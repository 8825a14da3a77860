use super::*;
use pretty_assertions::assert_eq;

fn params(kinds: &[ParamKind]) -> Vec<KernelParam> {
    kinds
        .iter()
        .map(|&kind| KernelParam::new(kind, AccessMode::ReadWrite))
        .collect()
}

#[test]
fn typed_arrays_are_little_endian() {
    let buffers = pack_arguments(
        &params(&[ParamKind::Float32Array, ParamKind::Float64Array]),
        &[
            Value::Float32Array(vec![1.0, -2.0]),
            Value::Float64Array(vec![0.5]),
        ],
    )
    .unwrap();

    let mut expected = 1.0f32.to_le_bytes().to_vec();
    expected.extend_from_slice(&(-2.0f32).to_le_bytes());
    assert_eq!(buffers[0].bytes, expected);
    assert_eq!(buffers[1].bytes, 0.5f64.to_le_bytes().to_vec());
    assert_eq!(buffers[1].kind, ParamKind::Float64Array);
}

#[test]
fn objects_pack_in_field_order() {
    let point = Value::object([("y", Value::Number(2.0)), ("x", Value::Number(1.0))]);
    let buffers = pack_arguments(&params(&[ParamKind::Object]), &[point]).unwrap();

    let mut expected = 1.0f64.to_le_bytes().to_vec();
    expected.extend_from_slice(&2.0f64.to_le_bytes());
    assert_eq!(buffers[0].bytes, expected);
}

#[test]
fn object_arrays_pack_every_element() {
    let items = Value::Array(vec![
        Value::object([("on", Value::Bool(true))]),
        Value::object([("on", Value::Bool(false))]),
    ]);
    let buffers = pack_arguments(&params(&[ParamKind::ObjectArray]), &[items]).unwrap();
    assert_eq!(buffers[0].bytes, vec![1, 0, 0, 0, 0, 0, 0, 0]);
    assert_eq!(buffers[0].hex(), "0100000000000000");
}

#[test]
fn argument_errors() {
    assert!(matches!(
        pack_arguments(&params(&[ParamKind::Object]), &[]),
        Err(DriverError::ArgumentCount {
            expected: 1,
            found: 0
        })
    ));
    assert!(matches!(
        pack_arguments(&params(&[ParamKind::ObjectArray]), &[Value::Number(1.0)]),
        Err(DriverError::ObjectArrayExpected {
            index: 0,
            found: "number"
        })
    ));
    assert!(matches!(
        pack_arguments(
            &params(&[ParamKind::Float32Array, ParamKind::Float32Array]),
            &[Value::Float32Array(vec![]), Value::Float64Array(vec![])]
        ),
        Err(DriverError::ArgumentKindMismatch {
            index: 1,
            expected: ParamKind::Float32Array,
            found: "Float64Array"
        })
    ));
    assert!(matches!(
        pack_arguments(
            &params(&[ParamKind::Object]),
            &[Value::object([("s", Value::String("no".into()))])]
        ),
        Err(DriverError::Type(_))
    ));
}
────
◆ **Assigned task**
Sift through the material above and copy the lines that contain the word "kinds".

◆ **Answer space**
fn params(kinds: &[ParamKind]) -> Vec<KernelParam> {
    kinds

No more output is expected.